--- PROVIDED MATERIAL Enclosed Below ---

//! Motion curve generation
//!
//! Turns a bite pattern into a normalized keyframe curve the presentation
//! layer can play back. Offsets are fractions of the full curve duration,
//! which is the pattern itself plus a return segment that brings the float
//! back to rest.

use glam::Vec2;
use rand::Rng;
use serde::{Deserialize, Serialize};

use super::easing::Easing;
use super::pattern::BitePattern;
use crate::consts::*;
use crate::progress;

/// One keyframe of a motion curve
#[derive(Debug, Clone, Copy, PartialEq, Serialize, Deserialize)]
pub struct MotionSample {
    /// Fraction of the curve duration, in [0, 1]
    pub offset: f32,
    /// x = lateral drift, y = vertical displacement (px)
    pub pos: Vec2,
    /// Timing of the segment that arrives at this sample
    pub easing: Easing,
}

impl MotionSample {
    pub fn new(offset: f32, displacement: f32, drift: f32, easing: Easing) -> Self {
        Self {
            offset,
            pos: Vec2::new(drift, displacement),
            easing,
        }
    }

    #[inline]
    pub fn displacement(&self) -> f32 {
        self.pos.y
    }

    #[inline]
    pub fn drift(&self) -> f32 {
        self.pos.x
    }
}

/// A continuous animated motion, indexed by normalized time
#[derive(Debug, Clone, PartialEq, Serialize, Deserialize)]
pub struct MotionCurve {
    pub samples: Vec<MotionSample>,
    /// Wall-clock length of the whole curve (ms)
    pub duration_ms: f32,
}

impl MotionCurve {
    pub fn first(&self) -> Option<&MotionSample> {
        self.samples.first()
    }

    pub fn last(&self) -> Option<&MotionSample> {
        self.samples.last()
    }

    /// True if offsets strictly increase and stay within [0, 1]
    pub fn is_well_formed(&self) -> bool {
        let in_range = self.samples.iter().all(|s| (0.0..=1.0).contains(&s.offset));
        let increasing = self.samples.windows(2).all(|w| w[0].offset < w[1].offset);
        in_range && increasing && !self.samples.is_empty()
    }

    /// Interpolated position at `t` (fraction of the curve, clamped)
    ///
    /// Each segment is shaped by the easing stored on its closing sample.
    pub fn sample_at(&self, t: f32) -> Vec2 {
        let t = t.clamp(0.0, 1.0);
        let Some(first) = self.samples.first() else {
            return Vec2::ZERO;
        };
        if t <= first.offset {
            return first.pos;
        }
        for pair in self.samples.windows(2) {
            let (a, b) = (&pair[0], &pair[1]);
            if t <= b.offset {
                let local = progress(t - a.offset, b.offset - a.offset);
                return a.pos.lerp(b.pos, b.easing.apply(local));
            }
        }
        self.samples[self.samples.len() - 1].pos
    }

    /// Position `elapsed_ms` into playback
    pub fn position_at_ms(&self, elapsed_ms: f32) -> Vec2 {
        self.sample_at(progress(elapsed_ms, self.duration_ms))
    }
}

/// Lateral drift direction, picked once per bite
#[derive(Debug, Clone, Copy, PartialEq, Eq, Serialize, Deserialize)]
pub enum DriftDirection {
    Left,
    Right,
}

impl DriftDirection {
    pub fn sign(&self) -> f32 {
        match self {
            DriftDirection::Left => -1.0,
            DriftDirection::Right => 1.0,
        }
    }

    pub fn random<R: Rng + ?Sized>(rng: &mut R) -> Self {
        if rng.random_bool(0.5) {
            DriftDirection::Right
        } else {
            DriftDirection::Left
        }
    }
}

/// Length of the segment that returns the float to rest after a pattern
///
/// Scales with how far the float ended up from rest, never shorter than 800 ms.
pub fn return_duration_ms(pattern: &BitePattern) -> f32 {
    let distance = Vec2::new(pattern.horizontal_drift, pattern.final_offset()).length();
    (distance * RETURN_MS_PER_PX).max(RETURN_MIN_MS)
}

/// Build the motion curve for one bite
pub fn generate(pattern: &BitePattern, resting_offset: f32, direction: DriftDirection) -> MotionCurve {
    let pattern_ms = pattern.duration_ms() as f32;
    let total_ms = pattern_ms + return_duration_ms(pattern);

    let mut samples = Vec::with_capacity(pattern.steps.len() + 2);
    samples.push(MotionSample::new(0.0, resting_offset, 0.0, Easing::Linear));

    let mut elapsed = 0u32;
    for step in &pattern.steps {
        elapsed += step.duration_ms;
        let drift =
            pattern.horizontal_drift * progress(elapsed as f32, pattern_ms) * direction.sign();
        samples.push(MotionSample::new(
            elapsed as f32 / total_ms,
            resting_offset + step.vertical_offset,
            drift,
            step.easing,
        ));
    }

    // Return segment: vertical and lateral both collapse back to rest
    samples.push(MotionSample::new(1.0, resting_offset, 0.0, Easing::EaseInOut));

    MotionCurve {
        samples,
        duration_ms: total_ms,
    }
}

/// Descent-and-settle motion played while casting
///
/// Drops in from above, splashes below the resting line and settles with a
/// damped bounce.
pub fn cast_in_curve(resting_offset: f32, duration_ms: f32) -> MotionCurve {
    let keys = [
        (0.0, -CAST_DROP_HEIGHT, Easing::Linear),
        (0.35, 24.0, Easing::EaseIn),
        (0.55, -8.0, Easing::EaseOut),
        (0.75, 4.0, Easing::EaseInOut),
        (1.0, 0.0, Easing::EaseInOut),
    ];
    MotionCurve {
        samples: keys
            .iter()
            .map(|&(offset, dy, easing)| MotionSample::new(offset, resting_offset + dy, 0.0, easing))
            .collect(),
        duration_ms,
    }
}

/// Short dip and recovery used for hook attempts
pub fn sink_curve(resting_offset: f32, depth: f32) -> MotionCurve {
    MotionCurve {
        samples: vec![
            MotionSample::new(0.0, resting_offset, 0.0, Easing::Linear),
            MotionSample::new(0.4, resting_offset + depth, 0.0, Easing::EaseOut),
            MotionSample::new(1.0, resting_offset, 0.0, Easing::EaseInOut),
        ],
        duration_ms: SINK_DURATION_MS,
    }
}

--- End of Enclosed PROVIDED MATERIAL ---

TASK DETAILS »
Output the listing above in its entirety, exactly as given.

SOLUTION FOR THIS EXERCISE »
//! Motion curve generation
//!
//! Turns a bite pattern into a normalized keyframe curve the presentation
//! layer can play back. Offsets are fractions of the full curve duration,
//! which is the pattern itself plus a return segment that brings the float
//! back to rest.

use glam::Vec2;
use rand::Rng;
use serde::{Deserialize, Serialize};

use super::easing::Easing;
use super::pattern::BitePattern;
use crate::consts::*;
use crate::progress;

/// One keyframe of a motion curve
#[derive(Debug, Clone, Copy, PartialEq, Serialize, Deserialize)]
pub struct MotionSample {
    /// Fraction of the curve duration, in [0, 1]
    pub offset: f32,
    /// x = lateral drift, y = vertical displacement (px)
    pub pos: Vec2,
    /// Timing of the segment that arrives at this sample
    pub easing: Easing,
}

impl MotionSample {
    pub fn new(offset: f32, displacement: f32, drift: f32, easing: Easing) -> Self {
        Self {
            offset,
            pos: Vec2::new(drift, displacement),
            easing,
        }
    }

    #[inline]
    pub fn displacement(&self) -> f32 {
        self.pos.y
    }

    #[inline]
    pub fn drift(&self) -> f32 {
        self.pos.x
    }
}

/// A continuous animated motion, indexed by normalized time
#[derive(Debug, Clone, PartialEq, Serialize, Deserialize)]
pub struct MotionCurve {
    pub samples: Vec<MotionSample>,
    /// Wall-clock length of the whole curve (ms)
    pub duration_ms: f32,
}

impl MotionCurve {
    pub fn first(&self) -> Option<&MotionSample> {
        self.samples.first()
    }

    pub fn last(&self) -> Option<&MotionSample> {
        self.samples.last()
    }

    /// True if offsets strictly increase and stay within [0, 1]
    pub fn is_well_formed(&self) -> bool {
        let in_range = self.samples.iter().all(|s| (0.0..=1.0).contains(&s.offset));
        let increasing = self.samples.windows(2).all(|w| w[0].offset < w[1].offset);
        in_range && increasing && !self.samples.is_empty()
    }

    /// Interpolated position at `t` (fraction of the curve, clamped)
    ///
    /// Each segment is shaped by the easing stored on its closing sample.
    pub fn sample_at(&self, t: f32) -> Vec2 {
        let t = t.clamp(0.0, 1.0);
        let Some(first) = self.samples.first() else {
            return Vec2::ZERO;
        };
        if t <= first.offset {
            return first.pos;
        }
        for pair in self.samples.windows(2) {
            let (a, b) = (&pair[0], &pair[1]);
            if t <= b.offset {
                let local = progress(t - a.offset, b.offset - a.offset);
                return a.pos.lerp(b.pos, b.easing.apply(local));
            }
        }
        self.samples[self.samples.len() - 1].pos
    }

    /// Position `elapsed_ms` into playback
    pub fn position_at_ms(&self, elapsed_ms: f32) -> Vec2 {
        self.sample_at(progress(elapsed_ms, self.duration_ms))
    }
}

/// Lateral drift direction, picked once per bite
#[derive(Debug, Clone, Copy, PartialEq, Eq, Serialize, Deserialize)]
pub enum DriftDirection {
    Left,
    Right,
}

impl DriftDirection {
    pub fn sign(&self) -> f32 {
        match self {
            DriftDirection::Left => -1.0,
            DriftDirection::Right => 1.0,
        }
    }

    pub fn random<R: Rng + ?Sized>(rng: &mut R) -> Self {
        if rng.random_bool(0.5) {
            DriftDirection::Right
        } else {
            DriftDirection::Left
        }
    }
}

/// Length of the segment that returns the float to rest after a pattern
///
/// Scales with how far the float ended up from rest, never shorter than 800 ms.
pub fn return_duration_ms(pattern: &BitePattern) -> f32 {
    let distance = Vec2::new(pattern.horizontal_drift, pattern.final_offset()).length();
    (distance * RETURN_MS_PER_PX).max(RETURN_MIN_MS)
}

/// Build the motion curve for one bite
pub fn generate(pattern: &BitePattern, resting_offset: f32, direction: DriftDirection) -> MotionCurve {
    let pattern_ms = pattern.duration_ms() as f32;
    let total_ms = pattern_ms + return_duration_ms(pattern);

    let mut samples = Vec::with_capacity(pattern.steps.len() + 2);
    samples.push(MotionSample::new(0.0, resting_offset, 0.0, Easing::Linear));

    let mut elapsed = 0u32;
    for step in &pattern.steps {
        elapsed += step.duration_ms;
        let drift =
            pattern.horizontal_drift * progress(elapsed as f32, pattern_ms) * direction.sign();
        samples.push(MotionSample::new(
            elapsed as f32 / total_ms,
            resting_offset + step.vertical_offset,
            drift,
            step.easing,
        ));
    }

    // Return segment: vertical and lateral both collapse back to rest
    samples.push(MotionSample::new(1.0, resting_offset, 0.0, Easing::EaseInOut));

    MotionCurve {
        samples,
        duration_ms: total_ms,
    }
}

/// Descent-and-settle motion played while casting
///
/// Drops in from above, splashes below the resting line and settles with a
/// damped bounce.
pub fn cast_in_curve(resting_offset: f32, duration_ms: f32) -> MotionCurve {
    let keys = [
        (0.0, -CAST_DROP_HEIGHT, Easing::Linear),
        (0.35, 24.0, Easing::EaseIn),
        (0.55, -8.0, Easing::EaseOut),
        (0.75, 4.0, Easing::EaseInOut),
        (1.0, 0.0, Easing::EaseInOut),
    ];
    MotionCurve {
        samples: keys
            .iter()
            .map(|&(offset, dy, easing)| MotionSample::new(offset, resting_offset + dy, 0.0, easing))
            .collect(),
        duration_ms,
    }
}

/// Short dip and recovery used for hook attempts
pub fn sink_curve(resting_offset: f32, depth: f32) -> MotionCurve {
    MotionCurve {
        samples: vec![
            MotionSample::new(0.0, resting_offset, 0.0, Easing::Linear),
            MotionSample::new(0.4, resting_offset + depth, 0.0, Easing::EaseOut),
            MotionSample::new(1.0, resting_offset, 0.0, Easing::EaseInOut),
        ],
        duration_ms: SINK_DURATION_MS,
    }
}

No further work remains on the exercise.